Reactome website: https://reactome.org/

References

Fabregat et al. (2017) BMC Bioinformatics volume 18, Article number: 142, https://www.ncbi.nlm.nih.gov/pubmed/28249561

Examples

data(genesetsExample)

gmt_import

Description

This function imports GMT files into a list of character vectors for mitch analysis. GMT files are a commonly used format for lists of genes used in pathway enrichment analysis. GMT files can be obtained from Reactome, MSigDB, etc.

Usage

gmt_import(gmtfile)

Arguments

gmtfile

a gmt file.

Value

a list of gene sets.

Examples

# Import some gene sets
genesetsExample<-gmt_import(system.file('extdata/sample_genesets.gmt', 
package = 'mitch'))

H3K36ac profile

Description

Example edgeR result of differential ChIP-seq H3K36ac.
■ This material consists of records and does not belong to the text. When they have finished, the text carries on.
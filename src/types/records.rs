use chrono::NaiveDateTime;
use serde::Serialize;

use super::StudyType;

/// A registered account. The password hash never leaves the store.
#[derive(Debug, Clone, PartialEq, Eq, Serialize)]
pub struct User {
    pub user_id: String,
    pub username: String,
    pub is_admin: bool,
}

/// A word from the shared pool with the names of every category linking it.
#[derive(Debug, Clone, PartialEq, Serialize)]
pub struct Word {
    pub id: i64,
    pub english: String,
    pub meaning: String,
    #[serde(skip_serializing_if = "Option::is_none")]
    pub part_of_speech: Option<String>,
    #[serde(skip_serializing_if = "Option::is_none")]
    pub example_sentence: Option<String>,
    pub wrong_count: i64,
    pub created_at: NaiveDateTime,
    /// One sorted entry per link, so two owners' same-named categories both appear.
    pub categories: Vec<String>,
}

#[derive(Debug, Clone, PartialEq, Eq, Serialize)]
pub struct Category {
    pub id: i64,
    pub name: String,
    pub owner: String,
    pub created_at: NaiveDateTime,
}

/// A category with its creator's display name and how many words it holds.
#[derive(Debug, Clone, PartialEq, Eq, Serialize)]
pub struct CategorySummary {
    #[serde(flatten)]
    pub category: Category,
    pub creator_name: String,
    pub word_count: i64,
}

/// One study attempt, joined with the word's lemma.
#[derive(Debug, Clone, PartialEq, Eq, Serialize)]
pub struct HistoryEntry {
    pub id: i64,
    pub user_id: String,
    pub word_id: i64,
    pub english: String,
    pub is_correct: bool,
    pub study_type: StudyType,
    pub studied_at: NaiveDateTime,
}
//! Test fixtures.
//!
//! ## Available Fixtures
//!
//! - [`WORDS_CSV`] - Sample import file
//!
//! ## Usage
//!
//! ```ignore
//! use crate::fixtures;
//!
//! let db = crate::test_utils::open_test_db();
//! WordStore::new(&db).import_reader(fixtures::WORDS_CSV.as_bytes(), "alice", &categories)?;
//! ```

use chrono::NaiveDateTime;

use crate::types::Word;

/// Sample word list.
///
/// Contains:
/// - 5 rows, 4 distinct lemmas
/// - `apple` twice, first under `과일`, then under `회사` with another meaning
/// - `happy` without a category
pub const WORDS_CSV: &str = include_str!("words.csv");

/// Fixed timestamp for hand-built records.
pub fn timestamp() -> NaiveDateTime {
    NaiveDateTime::parse_from_str("2024-03-01 09:30:00", "%Y-%m-%d %H:%M:%S")
        .expect("valid timestamp")
}

/// A word with no optional fields, no misses and no categories.
pub fn sample_word(id: i64, english: &str, meaning: &str) -> Word {
    Word {
        id,
        english: english.to_string(),
        meaning: meaning.to_string(),
        part_of_speech: None,
        example_sentence: None,
        wrong_count: 0,
        created_at: timestamp(),
        categories: Vec::new(),
    }
}
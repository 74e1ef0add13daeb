//! Escaping for LIKE patterns.

/// Escape character used in every `LIKE ... ESCAPE` clause.
pub const LIKE_ESCAPE: char = '\\';

/// Escape `%`, `_` and the escape character itself so user input matches
/// literally inside a LIKE pattern.
pub fn escape_like(s: &str) -> String {
    let mut result = String::with_capacity(s.len() + 4);
    for c in s.chars() {
        match c {
            '%' | '_' | LIKE_ESCAPE => {
                result.push(LIKE_ESCAPE);
                result.push(c);
            }
            c => result.push(c),
        }
    }
    result
}

/// Build a prefix pattern: the escaped keyword followed by `%`.
#[inline]
pub fn prefix_pattern(keyword: &str) -> String {
    let mut pattern = escape_like(keyword);
    pattern.push('%');
    pattern
}

#[cfg(test)]
mod tests {
    use super::*;
    use rstest::rstest;

    #[rstest]
    fn test_escape_like_basic() {
        assert_eq!(escape_like("apple"), "apple");
    }

    #[rstest]
    fn test_escape_like_wildcards() {
        assert_eq!(escape_like("50%_off"), r"50\%\_off");
    }

    #[rstest]
    fn test_escape_like_backslash() {
        assert_eq!(escape_like(r"a\b"), r"a\\b");
    }

    #[rstest]
    fn test_prefix_pattern() {
        assert_eq!(prefix_pattern("ap"), "ap%");
        assert_eq!(prefix_pattern(""), "%");
    }
}
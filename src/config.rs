//! Configuration file handling.
//!
//! Reads `.wordbook.json` from the current directory (or an explicit path).
//! The file is optional; every field has a default.
//!
//! ```json
//! {
//!   "database": { "type": "sqlite", "path": "./wordbook.sqlite" },
//!   "import": { "on_duplicate": "keep" }
//! }
//! ```

use serde::{Deserialize, Serialize};
use std::error::Error;
use std::fs;
use std::path::{Path, PathBuf};

use crate::cli::resolve_db_path;
use crate::db::Database;
use crate::db::schema::create_schema;
use crate::stores::DuplicatePolicy;

pub const CONFIG_FILE_NAME: &str = ".wordbook.json";

/// Top-level configuration file structure.
#[derive(Debug, Clone, Default, Serialize, Deserialize)]
pub struct ConfigFile {
    /// Database location. Resolved from well-known paths when absent.
    #[serde(default)]
    pub database: Option<DatabaseConfigFile>,

    #[serde(default)]
    pub import: ImportConfig,
}

/// Database backends, tagged by a lowercase `type` field.
#[derive(Debug, Clone, Serialize, Deserialize)]
#[serde(tag = "type", rename_all = "lowercase")]
pub enum DatabaseConfigFile {
    /// SQLite file
    Sqlite { path: PathBuf },
    /// In-memory database, discarded on exit. The schema is created on open
    /// because nothing survives from one run to the next.
    #[serde(rename = "memory")]
    Mem,
}

#[derive(Debug, Clone, Default, Serialize, Deserialize)]
pub struct ImportConfig {
    /// What to do when an imported or added lemma already exists
    #[serde(default)]
    pub on_duplicate: DuplicatePolicy,
}

impl ConfigFile {
    /// Load `.wordbook.json` from the current directory, or defaults when
    /// there is no such file.
    pub fn load() -> Result<Self, Box<dyn Error>> {
        let config_path = PathBuf::from(CONFIG_FILE_NAME);
        if !config_path.exists() {
            tracing::debug!("no {} found, using defaults", CONFIG_FILE_NAME);
            return Ok(Self::default());
        }
        Self::load_from(&config_path)
    }

    /// Load an explicitly named configuration file. The file must exist.
    pub fn load_from(path: &Path) -> Result<Self, Box<dyn Error>> {
        let content = fs::read_to_string(path)
            .map_err(|e| format!("Failed to read {}: {}", path.display(), e))?;

        let config: ConfigFile = serde_json::from_str(&content)
            .map_err(|e| format!("Invalid JSON in {}: {}", path.display(), e))?;

        tracing::debug!(path = %path.display(), "loaded configuration");
        Ok(config)
    }

    /// Open the configured database. An explicit path wins over the file.
    pub fn open_database(&self, db_override: Option<PathBuf>) -> Result<Database, Box<dyn Error>> {
        let db = match (db_override, &self.database) {
            (Some(path), _) => Database::open(path)?,
            (None, Some(DatabaseConfigFile::Sqlite { path })) => Database::open(path)?,
            (None, Some(DatabaseConfigFile::Mem)) => {
                let db = Database::open_in_memory()?;
                create_schema(&db)?;
                db
            }
            (None, None) => Database::open(resolve_db_path(None))?,
        };
        Ok(db)
    }
}
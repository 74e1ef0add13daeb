use std::error::Error;

use serde::Serialize;

use super::{HistoryAction, HistoryCmd};
use crate::commands::{Execute, Session};
use crate::stores::HistoryStore;
use crate::types::{HistoryEntry, StudyType};

/// Result of a history command
#[derive(Debug, Serialize)]
#[serde(tag = "action", rename_all = "snake_case")]
pub enum HistoryResult {
    Recorded {
        history_id: i64,
        user_id: String,
        word_id: i64,
        is_correct: bool,
        study_type: StudyType,
    },
    Listed {
        user_id: String,
        entries: Vec<HistoryEntry>,
    },
}

impl Execute for HistoryCmd {
    type Output = HistoryResult;

    fn execute(self, session: &Session<'_>) -> Result<Self::Output, Box<dyn Error>> {
        let history = HistoryStore::new(session.db);

        let result = match self.action {
            HistoryAction::Record(args) => {
                let history_id =
                    history.record_answer(&args.user, args.word_id, args.correct, args.study_type)?;
                HistoryResult::Recorded {
                    history_id,
                    user_id: args.user,
                    word_id: args.word_id,
                    is_correct: args.correct,
                    study_type: args.study_type,
                }
            }
            HistoryAction::List(args) => HistoryResult::Listed {
                entries: history.for_user(&args.user, args.limit)?,
                user_id: args.user,
            },
        };

        Ok(result)
    }
}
This is a dataframe which contains columns for log fold change, log counts per million, p-value and FDR adjusted p-value. These columns consist of numerical values. The row names represent human gene names. This is a sample of 1000 gene of an original dataset that contains measurements of ~30000 genes.

Usage

data(k36a)

Format

data frame

Examples

data(k36a)

H3K9ac profile

Description

Example edgeR result of differential ChIP-seq H3K9ac. This is a dataframe which contains columns for log fold change, log counts per million, p-value and FDR adjusted p-value. These columns consist of numerical values. The row names represent human gene names. This is a sample of 1000 gene of an original dataset that contains measurements of ~30000 genes.

Usage

data(k9a)

Format

data frame

Examples

data(k9a)

mitch: An R package for multi-dimensional pathway enrichment analysis

Description

mitch is an R package for multi-dimensional enrichment analysis. At it's heart, it uses a rank-MANOVA based statistical approach to detect sets of genes that exhibit enrichment in the multidimensional space as compared to the background. mitch is useful for pathway analysis of profiling studies with two to or more contrasts, or in studies with multiple omics profiling, for example proteomic, transcriptomic, epigenomic analysis of the same samples. mitch is perfectly suited for pathway level differential analysis of scRNA-seq data.

Details

A typical mitch workflow consists of: 1) Import gene sets with gmt_import() 2) Import profiling data with mitch_import() 3) Calculate enrichments with mitch_calc() 4) And generate plots and reports with mitch_plots() and mitch_report()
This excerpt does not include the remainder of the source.